Strategy #4: get formulaic

I wish this was the part of the post where I could give you a magic formula to write perfect copy and make millions of dollars doing it.

Unfortunately, that’s not possible. (Yet. Let’s see where AI takes us in the future.)

There are, however, thousands of copywriting formulas that you can use as a foundation to build your next asset. Do an online search for “copywriting formulas,” and you’ll find thousands of very useful ones.

Then, try a few different formulas to see what gets the best response from your buyers. Ideally, for each type of asset you create (landing page, email, etc.), you’ll have at least three formulas you can fall back on when you need to write something very quickly.

Does using a formula make your copy boring?
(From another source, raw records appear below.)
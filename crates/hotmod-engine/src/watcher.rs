//! File watching for hot paths
//!
//! [`NotifyFsWatch`] adapts `notify` to the kernel's `FsWatch` contract. A
//! [`WatchHandle`] owns one watch plus the task that filters its raw events
//! and asks the coordinator to reload:
//!
//! - only content changes count; renames and metadata events are dropped,
//! - a change that leaves the file empty (or unreadable) is dropped, editors
//!   truncate before writing,
//! - genuine changes are debounced with a trailing window.

use hotmod_kernel::{
    FsWatch, HotImportError, HotImportResult, RawEvent, RawEventKind, RawEventSink, ReloadEvent,
    WatchGuard,
};
use notify::{
    Event, EventKind, RecommendedWatcher, RecursiveMode, Watcher, event::ModifyKind,
};
use std::path::{Path, PathBuf};
use std::sync::Arc;
use std::sync::atomic::{AtomicBool, Ordering};
use std::time::Duration;
use tokio::sync::{broadcast, mpsc};
use tokio::task::JoinHandle;
use tracing::{debug, info, warn};

use crate::coordinator::ReloadCoordinator;

/// `FsWatch` backed by the platform's recommended `notify` watcher
#[derive(Debug, Default, Clone, Copy)]
pub struct NotifyFsWatch;

struct NotifyGuard {
    _watcher: RecommendedWatcher,
}

impl WatchGuard for NotifyGuard {}

impl FsWatch for NotifyFsWatch {
    fn watch(&self, path: &Path, sink: RawEventSink) -> HotImportResult<Box<dyn WatchGuard>> {
        let watched = path.to_path_buf();
        let mut watcher = notify::recommended_watcher(move |res: notify::Result<Event>| match res {
            Ok(event) => {
                // receiver gone means the watch is closing
                let _ = sink.send(RawEvent::new(watched.clone(), raw_kind(&event.kind)));
            }
            Err(e) => warn!("Watch error on {:?}: {}", watched, e),
        })
        .map_err(|e| HotImportError::Watch(e.to_string()))?;

        watcher
            .watch(path, RecursiveMode::NonRecursive)
            .map_err(|e| HotImportError::Watch(format!("{}: {}", path.display(), e)))?;

        Ok(Box::new(NotifyGuard { _watcher: watcher }))
    }
}

fn raw_kind(kind: &EventKind) -> RawEventKind {
    match kind {
        EventKind::Modify(ModifyKind::Data(_)) | EventKind::Modify(ModifyKind::Any) => {
            RawEventKind::Changed
        }
        EventKind::Modify(ModifyKind::Name(_)) => RawEventKind::Renamed,
        _ => RawEventKind::Other,
    }
}

/// Why a raw event did or did not count as a change
#[derive(Debug, Clone, Copy, PartialEq, Eq)]
pub enum ChangeVerdict {
    Genuine,
    NotAContentChange,
    EmptyFile,
    Unreadable,
}

impl ChangeVerdict {
    pub fn is_genuine(&self) -> bool {
        matches!(self, ChangeVerdict::Genuine)
    }

    fn reason(&self) -> &'static str {
        match self {
            ChangeVerdict::Genuine => "genuine change",
            ChangeVerdict::NotAContentChange => "not a content change",
            ChangeVerdict::EmptyFile => "file is empty",
            ChangeVerdict::Unreadable => "file cannot be stat'ed",
        }
    }
}

/// Classify one raw event.
pub fn classify_change(event: &RawEvent) -> ChangeVerdict {
    if event.kind != RawEventKind::Changed {
        return ChangeVerdict::NotAContentChange;
    }
    match std::fs::metadata(&event.path) {
        Ok(meta) if meta.len() == 0 => ChangeVerdict::EmptyFile,
        Ok(_) => ChangeVerdict::Genuine,
        Err(_) => ChangeVerdict::Unreadable,
    }
}

/// One active watch
pub struct WatchHandle {
    path: PathBuf,
    guard: Option<Box<dyn WatchGuard>>,
    closed: Arc<AtomicBool>,
    task: Option<JoinHandle<()>>,
}

impl WatchHandle {
    pub fn path(&self) -> &Path {
        &self.path
    }

    pub fn is_closed(&self) -> bool {
        self.closed.load(Ordering::SeqCst)
    }

    /// Stop reacting to changes. Idempotent.
    ///
    /// A reload already running finishes; raw events seen after this call
    /// are ignored.
    pub fn close(&mut self) {
        if self.closed.swap(true, Ordering::SeqCst) {
            return;
        }
        if let Some(guard) = self.guard.take() {
            guard.release();
        }
        // the task ends on its own once the event channel closes
        self.task.take();
        debug!("Closed watch on {:?}", self.path);
    }
}

impl Drop for WatchHandle {
    fn drop(&mut self) {
        self.close();
    }
}

impl std::fmt::Debug for WatchHandle {
    fn fmt(&self, f: &mut std::fmt::Formatter<'_>) -> std::fmt::Result {
        f.debug_struct("WatchHandle")
            .field("path", &self.path)
            .field("closed", &self.is_closed())
            .finish()
    }
}

/// Start watching `path` and spawn its event task on the current runtime.
pub(crate) fn watch(
    path: &Path,
    fs_watch: &dyn FsWatch,
    debounce: Duration,
    coordinator: Arc<ReloadCoordinator>,
    events: broadcast::Sender<ReloadEvent>,
) -> HotImportResult<WatchHandle> {
    let runtime = tokio::runtime::Handle::try_current()
        .map_err(|e| HotImportError::Watch(format!("no async runtime: {}", e)))?;

    let (tx, rx) = mpsc::unbounded_channel();
    let guard = fs_watch.watch(path, tx)?;
    let closed = Arc::new(AtomicBool::new(false));

    let task = runtime.spawn(run_watch(
        path.to_path_buf(),
        rx,
        closed.clone(),
        debounce,
        coordinator,
        events,
    ));

    info!("Watching {:?} for changes", path);
    Ok(WatchHandle {
        path: path.to_path_buf(),
        guard: Some(guard),
        closed,
        task: Some(task),
    })
}

async fn run_watch(
    path: PathBuf,
    mut rx: mpsc::UnboundedReceiver<RawEvent>,
    closed: Arc<AtomicBool>,
    debounce: Duration,
    coordinator: Arc<ReloadCoordinator>,
    events: broadcast::Sender<ReloadEvent>,
) {
    while let Some(raw) = rx.recv().await {
        if closed.load(Ordering::SeqCst) {
            break;
        }
        if !accept(&raw, &events) {
            continue;
        }

        // trailing window: wait until no event has arrived for `debounce`
        if !debounce.is_zero() {
            loop {
                match tokio::time::timeout(debounce, rx.recv()).await {
                    Ok(Some(next)) if !closed.load(Ordering::SeqCst) => {
                        debug!("Debouncing {:?} ({:?})", path, next.kind);
                    }
                    Ok(_) | Err(_) => break,
                }
            }
            // the file may have been truncated again inside the window
            if !accept(&RawEvent::changed(&path), &events) {
                continue;
            }
        }

        let outcome = coordinator.reload(&path).await;
        debug!("Watch-triggered reload of {:?}: {:?}", path, outcome);
    }
    debug!("Watch task for {:?} stopped", path);
}

fn accept(raw: &RawEvent, events: &broadcast::Sender<ReloadEvent>) -> bool {
    let verdict = classify_change(raw);
    if !verdict.is_genuine() {
        debug!("Discarding {:?} event on {:?}: {}", raw.kind, raw.path, verdict.reason());
        let _ = events.send(ReloadEvent::ChangeDiscarded {
            path: raw.path.clone(),
            reason: verdict.reason().to_string(),
        });
    }
    verdict.is_genuine()
}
Not at all. Your buyers aren’t going to know that you followed a formula, and you’ll be able to write much faster if you can start with something rather than nothing at all.

Here’s an example of a formula that I use as a template for high-converting landing pages; it can be easily adapted to any topic, as you’ll see below.

Infusionsoft landing page example.png

1. Headline: 100 Ways to Make Social Media Easier = [Number] + [Pain Point] + [Solution].

When numerals appear in headlines (“100” versus “One Hundred”), we often see a lift in conversions. That’s my starting point; next, I write to the pain point (social media is difficult)—then wrap it all up with the benefit of the asset the buyer is going to download (making it easier). Variations:

  • 11 Steps to Calm Job Interview Nerves
  • 3 Tricks to Restore Sparkle to Old Jewelry

2. Subheadline: Discover the strategies and tools used by the most popular social media account owners—now available to you in one convenient checklist = [Contents] + [Social Proof] + [Benefit].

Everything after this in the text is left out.